Katie Zelinski has been a pediatric OT for 5 years now. She graduated from NYU in 2014 and started in Early Intervention after moving to Chicago. She found an amazing company that focused on therapist education and support despite many people steering her away from EI for her first job. She then transitioned to an Ayres Sensory Integration clinic in Northern California and is certified in Ayres Sensory Integration.

I started my MS OT program almost 8 years after completing my bachelors in Psychology. It took me quite some time to figure out exactly what I wanted to do, which is totally okay.  Im always so impressed with those of you who know in undergrad! I chose a Masters program simply because of timing. I was 30 and going back to school. I wanted to jump into working with clients as soon as possible instead of spending an extra year or two in an OTD program. The OTD would open doors for teaching, but those werent doors I was even interested in knocking on.
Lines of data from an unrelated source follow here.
//! Adults / children / rooms counters.

use crate::data::{GuestCounts, GuestField, GuestLimits, Panel};
use crate::frontend::tui::panel_block;
use crate::widgets::GuestPickerState;
use ratatui::{
    buffer::Buffer,
    layout::Rect,
    style::{Color, Modifier, Style},
    text::{Line, Span},
    widgets::{Paragraph, Widget},
};

pub fn render(
    picker: &GuestPickerState,
    counts: &GuestCounts,
    limits: &GuestLimits,
    area: Rect,
    buf: &mut Buffer,
    focused: bool,
) {
    let lines: Vec<Line> = GuestField::ALL
        .iter()
        .map(|&field| {
            let value = counts.get(field);
            let (min, max) = counts.bounds(field, limits);
            let active = focused && picker.focused() == field;
            let enabled = Style::default().fg(Color::Cyan);
            let disabled = Style::default().fg(Color::DarkGray);
            let value_style = if active {
                Style::default()
                    .fg(Color::Black)
                    .bg(Color::Cyan)
                    .add_modifier(Modifier::BOLD)
            } else {
                Style::default().fg(Color::White)
            };
            Line::from(vec![
                Span::styled(format!("{:<10}", field.label()), Style::default().fg(Color::Gray)),
                Span::styled("- ", if value > min { enabled } else { disabled }),
                Span::styled(format!("{:>2}", value), value_style),
                Span::styled(" +", if value < max { enabled } else { disabled }),
            ])
        })
        .collect();

    Paragraph::new(lines)
        .block(panel_block(Panel::Guests.title(), focused))
        .render(area, buf);
}

#[cfg(test)]
mod tests {
    use super::*;

    #[test]
    fn test_disabled_minus_at_lower_bound() {
        let area = Rect::new(0, 0, 30, 5);
        let mut buf = Buffer::empty(area);
        let counts = GuestCounts::default();
        render(
            &GuestPickerState::new(),
            &counts,
            &GuestLimits::default(),
            area,
            &mut buf,
            false,
        );

        // Children row: 0 children, so "-" is greyed out
        let row: String = (0..30).map(|x| buf[(x, 2)].symbol().to_string()).collect();
        assert!(row.starts_with("│Children  -  0 +"));
        assert_eq!(buf[(11, 2)].fg, Color::DarkGray);
        assert_eq!(buf[(16, 2)].fg, Color::Cyan);
    }
}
In an ideal world, Id continue seeing clients, provide parent education classes (for typical and atypical development) and eventually incorporate yoga into my practice. I know this decision is probably weighing on many of you as you choose your path. As long as Masters remains entry level, I want you to think about what you want out of your career AND what you can afford if you are considering an OTD. We often dont want to put a price tag on helping others but it is something you should strongly consider in this decision. Good luck!